That is from Heather Mac Donald's great City Journal piece on the phenomenal success of The Great Courses, a company that sells recordings of lectures. 

View all comments (10) | Leave a comment

Al Adab| 8.29.11 @ 4:04PM

Atlantic New Orleans? Did it move?
Lawn boy should get so lucky.

History and the study thereof is a part of the larger "search for Truth" than comprises the philosophy of Western Civilization. To turn it into a political football is not only a perversion of the academy, but dishonors 2500 years of our seacrh and all those who before us outlined the meaning of life and its value.

Prester John| 8.29.11 @ 4:42PM

I am currently making my way through the Great Courses lectures on the history of ancient Rome.

Great stuff, but careful about how much you pay. They have numerous "specials" where you can save up to 70% on the list price for any particular topic which can range from $20-$30 up into the $100s of dollars.

PCC| 8.29.11 @ 8:46PM

The City Journal article is excellent. Enlightening, insightful and, in many ways, uplifting.

Occam's Tool| 8.29.11 @ 9:01PM

They are quite good, and they are always offering specials.

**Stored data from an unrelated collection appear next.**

//! Execution of external collaborator processes.
//!
//! Collaborators (reconstruction stages, pose estimation) are plain child
//! processes. Their stdout/stderr are read on background threads and
//! forwarded to the logger line by line while the parent polls for exit
//! against the configured timeout.

use crate::error::{CoreError, CoreResult, command_start_error, command_wait_error};

use std::io::{BufRead, BufReader, Read};
use std::process::{Command, ExitStatus, Stdio};
use std::thread;
use std::time::{Duration, Instant};

/// Number of trailing stderr lines kept for error reports.
const STDERR_TAIL_LINES: usize = 20;

/// Output of a finished collaborator process.
#[derive(Debug)]
pub struct CommandOutput {
    pub status: ExitStatus,
    pub stdout: Vec<String>,
    pub stderr: Vec<String>,
}

impl CommandOutput {
    /// The last few stderr lines joined, for error messages.
    pub fn stderr_tail(&self) -> String {
        let start = self.stderr.len().saturating_sub(STDERR_TAIL_LINES);
        self.stderr[start..].join("\n")
    }
}

/// Logs a command line at debug level.
pub fn log_command(cmd: &Command) {
    let args: Vec<String> = cmd
        .get_args()
        .map(|a| a.to_string_lossy().into_owned())
        .collect();
    log::debug!(
        "Running command: {} {}",
        cmd.get_program().to_string_lossy(),
        args.join(" ")
    );
}

fn forward_lines<R: Read + Send + 'static>(
    reader: R,
    label: String,
    is_stderr: bool,
) -> thread::JoinHandle<Vec<String>> {
    thread::spawn(move || {
        let mut lines = Vec::new();
        for line in BufReader::new(reader).lines().map_while(Result::ok) {
            if is_stderr {
                log::warn!("[{label}] {line}");
            } else {
                log::debug!("[{label}] {line}");
            }
            lines.push(line);
        }
        lines
    })
}

/// Runs `cmd` to completion, killing it once `timeout` elapses.
///
/// A non-zero exit is not an error here; callers decide what it means.
pub fn run_command(cmd: &mut Command, label: &str, timeout: Option<Duration>) -> CoreResult<CommandOutput> {
    log_command(cmd);

    let mut child = cmd
        .stdin(Stdio::null())
        .stdout(Stdio::piped())
        .stderr(Stdio::piped())
        .spawn()
        .map_err(|e| {
            log::error!("Failed to spawn {}: {}", label, e);
            command_start_error(label, e)
        })?;

    let stdout = child.stdout.take().ok_or_else(|| {
        CoreError::OperationFailed(format!("{label}: stdout was not captured"))
    })?;
    let stderr = child.stderr.take().ok_or_else(|| {
        CoreError::OperationFailed(format!("{label}: stderr was not captured"))
    })?;
    let stdout_handle = forward_lines(stdout, label.to_string(), false);
    let stderr_handle = forward_lines(stderr, label.to_string(), true);

    let status = match timeout {
        Some(timeout) => {
            let start = Instant::now();
            loop {
                match child.try_wait() {
                    Ok(Some(status)) => break status,
                    Ok(None) if start.elapsed() >= timeout => {
                        log::error!("{} exceeded its timeout of {:?}; killing it", label, timeout);
                        let _ = child.kill();
                        let _ = child.wait();
                        return Err(CoreError::CommandTimeout(label.to_string(), timeout));
                    }
                    Ok(None) => thread::sleep(Duration::from_millis(100)),
                    Err(e) => return Err(command_wait_error(label, e)),
                }
            }
        }
        None => child.wait().map_err(|e| command_wait_error(label, e))?,
    };

    let stdout = stdout_handle.join().unwrap_or_default();
    let stderr = stderr_handle.join().unwrap_or_default();

    if !status.success() {
        log::warn!("{} exited with {}", label, status);
    }

    Ok(CommandOutput {
        status,
        stdout,
        stderr,
    })
}
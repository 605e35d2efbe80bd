//! Temporary file management utilities.
//!
//! Derived artifacts are never written in place: they are produced under a
//! hidden temporary name in the destination directory and renamed over the
//! final path once complete. A crash therefore leaves at most a hidden temp
//! file behind, never a truncated artifact that later runs would treat as done.

use crate::error::{CoreError, CoreResult};

use std::fs;
use std::io::Write;
use std::path::{Path, PathBuf};
use tempfile::{Builder as TempFileBuilder, NamedTempFile};

/// Creates a temporary file with prefix and extension. Auto-deleted when dropped.
pub fn create_temp_file(dir: &Path, prefix: &str, extension: &str) -> CoreResult<NamedTempFile> {
    fs::create_dir_all(dir)?;
    let temp_file = TempFileBuilder::new()
        .prefix(&format!(".{prefix}_"))
        .suffix(&format!(".{extension}"))
        .tempfile_in(dir)?;

    Ok(temp_file)
}

/// Returns a hidden temporary file path with random suffix. Does not create the file.
pub fn create_temp_file_path(dir: &Path, prefix: &str, extension: &str) -> PathBuf {
    use rand::distributions::Alphanumeric;
    use rand::{Rng, thread_rng};

    let random_suffix: String = thread_rng()
        .sample_iter(&Alphanumeric)
        .take(6)
        .map(char::from)
        .collect();

    let filename = format!(".{prefix}_{random_suffix}.{extension}");
    dir.join(filename)
}

/// Temporary sibling path for producing `dest`, keeping its extension so
/// ffmpeg picks the right muxer.
pub fn temp_path_for(dest: &Path) -> CoreResult<PathBuf> {
    let dir = dest.parent().ok_or_else(|| {
        CoreError::PathError(format!("{} has no parent directory", dest.display()))
    })?;
    let stem = dest
        .file_stem()
        .and_then(|s| s.to_str())
        .unwrap_or("artifact");
    let extension = dest.extension().and_then(|s| s.to_str()).unwrap_or("tmp");
    Ok(create_temp_file_path(dir, stem, extension))
}

/// Moves a finished temporary file onto its final path.
pub fn commit_temp_file(temp: &Path, dest: &Path) -> CoreResult<()> {
    fs::rename(temp, dest).map_err(|e| {
        log::error!(
            "Failed to move {} to {}: {}",
            temp.display(),
            dest.display(),
            e
        );
        CoreError::Io(e)
    })
}

/// Removes a leftover temporary file, logging instead of failing.
pub fn discard_temp_file(temp: &Path) {
    if temp.exists() {
        if let Err(e) = fs::remove_file(temp) {
            log::warn!("Could not remove temporary file {}: {}", temp.display(), e);
        }
    }
}

/// Writes `contents` to `dest` through a temporary file in the same directory.
pub fn write_atomic(dest: &Path, contents: &[u8]) -> CoreResult<()> {
    let dir = dest.parent().ok_or_else(|| {
        CoreError::PathError(format!("{} has no parent directory", dest.display()))
    })?;
    let mut temp = create_temp_file(dir, "write", "tmp")?;
    temp.write_all(contents)?;
    temp.as_file().sync_all()?;
    temp.persist(dest).map_err(|e| CoreError::Io(e.error))?;
    Ok(())
}

/// Copies `src` to `dest` through a temporary file; existing targets are kept.
/// Returns whether a copy was made.
pub fn copy_if_missing(src: &Path, dest: &Path) -> CoreResult<bool> {
    if dest.exists() {
        return Ok(false);
    }
    if let Some(parent) = dest.parent() {
        fs::create_dir_all(parent)?;
    }
    let temp = temp_path_for(dest)?;
    if let Err(e) = fs::copy(src, &temp) {
        discard_temp_file(&temp);
        return Err(CoreError::Io(e));
    }
    commit_temp_file(&temp, dest)?;
    Ok(true)
}
// camsync-core/tests/ffmpeg_executor_tests.rs
//
// Deadline and failure handling of the ffmpeg job runner.

use camsync_core::CoreError;
use camsync_core::external::ffmpeg_executor::run_ffmpeg;
use camsync_core::external::mocks::MockFfmpegSpawner;
use ffmpeg_sidecar::command::FfmpegCommand;
use ffmpeg_sidecar::event::{FfmpegEvent, LogLevel};
use std::time::{Duration, Instant};

fn transcode(input: &str) -> FfmpegCommand {
    let mut cmd = FfmpegCommand::new();
    cmd.input(input);
    cmd.output("out.mp4");
    cmd
}

#[test]
fn test_silent_process_is_killed_at_deadline() -> Result<(), Box<dyn std::error::Error>> {
    let spawner = MockFfmpegSpawner::new();
    let process = spawner.add_silent_expectation("-i hang.mp4", Duration::from_secs(2));
    let limit = Duration::from_millis(100);

    let start = Instant::now();
    let result = run_ffmpeg(&spawner, transcode("hang.mp4"), "ffmpeg (hang)", Some(limit), None);

    assert!(matches!(result, Err(CoreError::CommandTimeout(_, l)) if l == limit));
    assert!(start.elapsed() < Duration::from_secs(1));
    assert!(process.was_killed());
    Ok(())
}

#[test]
fn test_short_silence_within_deadline_succeeds() -> Result<(), Box<dyn std::error::Error>> {
    let spawner = MockFfmpegSpawner::new();
    let process = spawner.add_silent_expectation("-i slow.mp4", Duration::from_millis(50));

    run_ffmpeg(
        &spawner,
        transcode("slow.mp4"),
        "ffmpeg (slow)",
        Some(Duration::from_secs(5)),
        None,
    )?;
    assert!(!process.was_killed());
    Ok(())
}

#[test]
fn test_failed_exit_reports_error_lines() -> Result<(), Box<dyn std::error::Error>> {
    let spawner = MockFfmpegSpawner::new();
    spawner.add_exit_error_expectation(
        "-i broken.mp4",
        vec![FfmpegEvent::Log(LogLevel::Error, "moov atom not found".to_string())],
        1,
    );

    let err = run_ffmpeg(&spawner, transcode("broken.mp4"), "ffmpeg (broken)", None, None)
        .unwrap_err();
    assert!(err.to_string().contains("moov atom not found"));
    Ok(())
}
// camsync-core/tests/orchestrator_tests.rs
//
// Orchestrator tests with a scripted reconstruction backend.

use camsync_core::config::{FilterType, FiltersConfig, KalmanParams, WorkspaceConfig};
use camsync_core::external::mocks::MockFfprobeExecutor;
use camsync_core::orchestrator::subproject::{CalibrationProjectConfig, audit_path};
use camsync_core::orchestrator::{
    Orchestrator, ReconstructionBackend, StageOutcome, load_audit, triangulate_with_retry,
};
use camsync_core::{CoreError, SubprojectConfig};
use std::cell::RefCell;
use std::collections::VecDeque;
use std::fs;
use std::path::{Path, PathBuf};

#[derive(Default)]
struct ScriptedBackend {
    triangulation: RefCell<VecDeque<StageOutcome>>,
    filtering: RefCell<VecDeque<StageOutcome>>,
    calls: RefCell<Vec<String>>,
}

impl ScriptedBackend {
    fn with_triangulation(outcomes: Vec<StageOutcome>) -> Self {
        Self {
            triangulation: RefCell::new(outcomes.into()),
            ..Default::default()
        }
    }

    fn calls(&self) -> Vec<String> {
        self.calls.borrow().clone()
    }
}

impl ReconstructionBackend for ScriptedBackend {
    fn calibrate(&self, config: &CalibrationProjectConfig) -> StageOutcome {
        self.calls.borrow_mut().push("calibrate".to_string());
        let result = config.result_path();
        if let Some(dir) = result.parent() {
            let _ = fs::create_dir_all(dir);
        }
        let _ = fs::write(result, "[cam1]");
        StageOutcome::Success
    }

    fn associate(&self, _: &SubprojectConfig) -> StageOutcome {
        self.calls.borrow_mut().push("associate".to_string());
        StageOutcome::Success
    }

    fn triangulate(&self, _: &SubprojectConfig) -> StageOutcome {
        self.calls.borrow_mut().push("triangulate".to_string());
        self.triangulation
            .borrow_mut()
            .pop_front()
            .unwrap_or(StageOutcome::Success)
    }

    fn filter(&self, _: &SubprojectConfig) -> StageOutcome {
        self.calls.borrow_mut().push("filter".to_string());
        self.filtering
            .borrow_mut()
            .pop_front()
            .unwrap_or(StageOutcome::Success)
    }
}

/// A calibrated session with one subproject holding 2D poses.
fn make_subproject(root: &Path) -> Result<PathBuf, Box<dyn std::error::Error>> {
    let session = root.join("s1/__synced__/walk");
    let calibration = session.join("Calibration");
    fs::create_dir_all(&calibration)?;
    fs::write(calibration.join("Calib_board.toml"), "[cam]")?;

    let subproject = session.join("30_1280_720_mp4/camA_camB");
    fs::create_dir_all(subproject.join("raw"))?;
    fs::write(subproject.join("raw/camA.mp4"), "v")?;
    fs::write(subproject.join("raw/camB.mp4"), "v")?;
    fs::create_dir_all(subproject.join("pose/blaze_camA_json"))?;
    fs::create_dir_all(subproject.join("pose/blaze_camB_json"))?;
    Ok(subproject)
}

#[test]
fn test_two_triangulation_failures_escalate_twice() -> Result<(), Box<dyn std::error::Error>> {
    let dir = tempfile::tempdir()?;
    let subproject = make_subproject(dir.path())?;
    let config = WorkspaceConfig::default();
    let backend = ScriptedBackend::with_triangulation(vec![
        StageOutcome::Recoverable("not enough cameras".into()),
        StageOutcome::Recoverable("not enough cameras".into()),
    ]);
    let prober = MockFfprobeExecutor::new();

    let report = Orchestrator::new(&backend, &prober, &config).process_workspace(dir.path())?;
    assert!(report.is_success());
    assert_eq!(report.processed.len(), 1);

    let audit = load_audit(&audit_path(&subproject, "BLAZEPOSE", FilterType::Butterworth))?;
    let initial = &config.triangulation;
    assert_eq!(
        audit.triangulation.reproj_error_threshold_triangulation,
        initial.reproj_error_threshold_triangulation + 20.0
    );
    assert_eq!(
        audit.triangulation.interp_if_gap_smaller_than,
        initial.interp_if_gap_smaller_than + 20
    );
    assert_eq!(audit.project.frame_rate, 30);
    assert_eq!(
        backend.calls(),
        vec!["associate", "triangulate", "triangulate", "triangulate", "filter"]
    );
    Ok(())
}

#[test]
fn test_existing_audit_skips_every_stage() -> Result<(), Box<dyn std::error::Error>> {
    let dir = tempfile::tempdir()?;
    let subproject = make_subproject(dir.path())?;
    let audit = audit_path(&subproject, "BLAZEPOSE", FilterType::Butterworth);
    fs::create_dir_all(audit.parent().ok_or("no parent")?)?;
    fs::write(&audit, "{}")?;

    let config = WorkspaceConfig::default();
    let backend = ScriptedBackend::default();
    let prober = MockFfprobeExecutor::new();
    let report = Orchestrator::new(&backend, &prober, &config).process_workspace(dir.path())?;

    assert_eq!(report.skipped, vec![audit]);
    assert!(backend.calls().is_empty());
    Ok(())
}

#[test]
fn test_second_filter_reuses_triangulation() -> Result<(), Box<dyn std::error::Error>> {
    let dir = tempfile::tempdir()?;
    let subproject = make_subproject(dir.path())?;
    let mut config = WorkspaceConfig::default();
    config.filtering.filters = FiltersConfig {
        kalman: Some(KalmanParams::default()),
        ..FiltersConfig::default()
    };
    let backend = ScriptedBackend::with_triangulation(vec![StageOutcome::Recoverable("gap".into())]);
    let prober = MockFfprobeExecutor::new();

    let report = Orchestrator::new(&backend, &prober, &config).process_workspace(dir.path())?;
    assert_eq!(report.processed.len(), 2);

    let kalman = load_audit(&audit_path(&subproject, "BLAZEPOSE", FilterType::Kalman))?;
    assert_eq!(
        kalman.triangulation.reproj_error_threshold_triangulation,
        config.triangulation.reproj_error_threshold_triangulation + 10.0
    );
    let triangulations = backend.calls().iter().filter(|c| *c == "triangulate").count();
    assert_eq!(triangulations, 2);
    Ok(())
}

#[test]
fn test_filtering_failure_still_writes_audit() -> Result<(), Box<dyn std::error::Error>> {
    let dir = tempfile::tempdir()?;
    let subproject = make_subproject(dir.path())?;
    let config = WorkspaceConfig::default();
    let backend = ScriptedBackend {
        filtering: RefCell::new(vec![StageOutcome::Recoverable("singular matrix".into())].into()),
        ..Default::default()
    };
    let prober = MockFfprobeExecutor::new();

    let report = Orchestrator::new(&backend, &prober, &config).process_workspace(dir.path())?;
    assert!(report.is_success());
    assert!(audit_path(&subproject, "BLAZEPOSE", FilterType::Butterworth).exists());
    Ok(())
}

#[test]
fn test_retry_budget_exhaustion_fails_subproject() -> Result<(), Box<dyn std::error::Error>> {
    let dir = tempfile::tempdir()?;
    let subproject = make_subproject(dir.path())?;
    let mut config = WorkspaceConfig::default();
    config.retry.max_attempts = 2;
    let backend =
        ScriptedBackend::with_triangulation(vec![StageOutcome::Recoverable("no".into()); 5]);
    let prober = MockFfprobeExecutor::new();

    let orchestrator = Orchestrator::new(&backend, &prober, &config);
    let report = orchestrator.process_workspace(dir.path())?;
    let audit = audit_path(&subproject, "BLAZEPOSE", FilterType::Butterworth);
    assert_eq!(report.failed.len(), 1);
    assert_eq!(report.failed[0].path, audit);
    assert!(!audit.exists());

    let mut scratch = SubprojectConfig::build(
        &subproject,
        30,
        &config,
        &config.pose_estimation_configs[0],
        FilterType::Butterworth,
    );
    let backend = ScriptedBackend::with_triangulation(vec![StageOutcome::Recoverable("no".into()); 5]);
    let err = triangulate_with_retry(&backend, &mut scratch, &config.retry).unwrap_err();
    assert!(matches!(err, CoreError::RetryExhausted { attempts: 2, .. }));
    Ok(())
}

#[test]
fn test_fatal_triangulation_is_not_retried() -> Result<(), Box<dyn std::error::Error>> {
    let dir = tempfile::tempdir()?;
    make_subproject(dir.path())?;
    let config = WorkspaceConfig::default();
    let backend = ScriptedBackend::with_triangulation(vec![StageOutcome::Fatal("corrupt".into())]);
    let prober = MockFfprobeExecutor::new();

    let report = Orchestrator::new(&backend, &prober, &config).process_workspace(dir.path())?;
    assert_eq!(report.failed.len(), 1);
    assert_eq!(backend.calls(), vec!["associate", "triangulate"]);
    Ok(())
}

#[test]
fn test_failed_pass_does_not_stop_other_filters() -> Result<(), Box<dyn std::error::Error>> {
    let dir = tempfile::tempdir()?;
    let subproject = make_subproject(dir.path())?;
    let mut config = WorkspaceConfig::default();
    config.filtering.filters = FiltersConfig {
        kalman: Some(KalmanParams::default()),
        ..FiltersConfig::default()
    };
    let backend = ScriptedBackend::with_triangulation(vec![StageOutcome::Fatal("timeout".into())]);
    let prober = MockFfprobeExecutor::new();

    let report = Orchestrator::new(&backend, &prober, &config).process_workspace(dir.path())?;

    let butterworth = audit_path(&subproject, "BLAZEPOSE", FilterType::Butterworth);
    let kalman = audit_path(&subproject, "BLAZEPOSE", FilterType::Kalman);
    assert_eq!(report.failed.len(), 1);
    assert_eq!(report.failed[0].path, butterworth);
    assert_eq!(report.processed, vec![kalman.clone()]);
    assert!(!butterworth.exists());
    assert!(kalman.exists());
    assert_eq!(
        backend.calls(),
        vec!["associate", "triangulate", "associate", "triangulate", "filter"]
    );
    Ok(())
}

#[test]
fn test_associated_poses_skip_association() -> Result<(), Box<dyn std::error::Error>> {
    let dir = tempfile::tempdir()?;
    let subproject = make_subproject(dir.path())?;
    fs::create_dir_all(subproject.join("pose-associated/blaze_camA_json"))?;
    fs::create_dir_all(subproject.join("pose-associated/blaze_camB_json"))?;

    let config = WorkspaceConfig::default();
    let backend = ScriptedBackend::default();
    let prober = MockFfprobeExecutor::new();
    Orchestrator::new(&backend, &prober, &config).process_workspace(dir.path())?;

    assert_eq!(backend.calls(), vec!["triangulate", "filter"]);
    Ok(())
}

#[test]
fn test_calibration_runs_once_unless_overwritten() -> Result<(), Box<dyn std::error::Error>> {
    let dir = tempfile::tempdir()?;
    fs::create_dir_all(dir.path().join("s1/__synced__/walk/Calibration/intrinsics"))?;

    let mut config = WorkspaceConfig::default();
    let backend = ScriptedBackend::default();
    let prober = MockFfprobeExecutor::new();

    let first = Orchestrator::new(&backend, &prober, &config).calibrate_workspace(dir.path())?;
    assert_eq!(first.processed.len(), 1);
    let second = Orchestrator::new(&backend, &prober, &config).calibrate_workspace(dir.path())?;
    assert_eq!(second.skipped.len(), 1);

    config.calibration.overwrite = true;
    let third = Orchestrator::new(&backend, &prober, &config).calibrate_workspace(dir.path())?;
    assert_eq!(third.processed.len(), 1);
    assert_eq!(backend.calls(), vec!["calibrate", "calibrate"]);
    Ok(())
}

albert constantine jr| 8.29.11 @ 11:04PM

Didn't Bowdoin College produce Civil War hero Joshua Chamberlain? I suppose I couldn't ask any student there, as apparently they don't study the man or his times.

Ningrim| 8.30.11 @ 7:33AM

try khanacademy.org

some great videos there, and it's all free

Grzmlyk| 8.30.11 @ 12:57PM

Yup - I've bought several. I think that these days some may tend toward the liberal - they seem to get more and more touchy feely over the years - but the core curriculum is reasonably unassailable. Good stuff.

Dean | 8.30.11 @ 1:45PM

The description of the Bowdoin College courses reminds me of a line from the Steely Dan song "Reelin' in the Years": The things that pass for knowledge I can't understand.

MarkJ| 8.30.11 @ 5:15PM

Joshua Lawrence Chamberlain wept.

http://en.wikipedia.org/wiki/Joshua_Chamberlain

J Bearden| 4.30.12 @ 2:42PM

The are a right-wing, ultra copyright policing group of people who have usurped knowledge. THAT is what the "Great Courses" people actually are. They]ll sue a kid, and almost anyone who happens to download anything they did not pay for. They do not OWN knowledge. Now, you will defend them with the same tripe you've always heard, aping the same lawyer sentiments, but I am telling you right now, these people care only about MONEY and they were "napstering" young kids long before Napster shut down. Whether you call those kids "thieves" or not, is irrelavant to the fact that this company is so money hungry that they will do what I, and many right thinking people call. "EVIL".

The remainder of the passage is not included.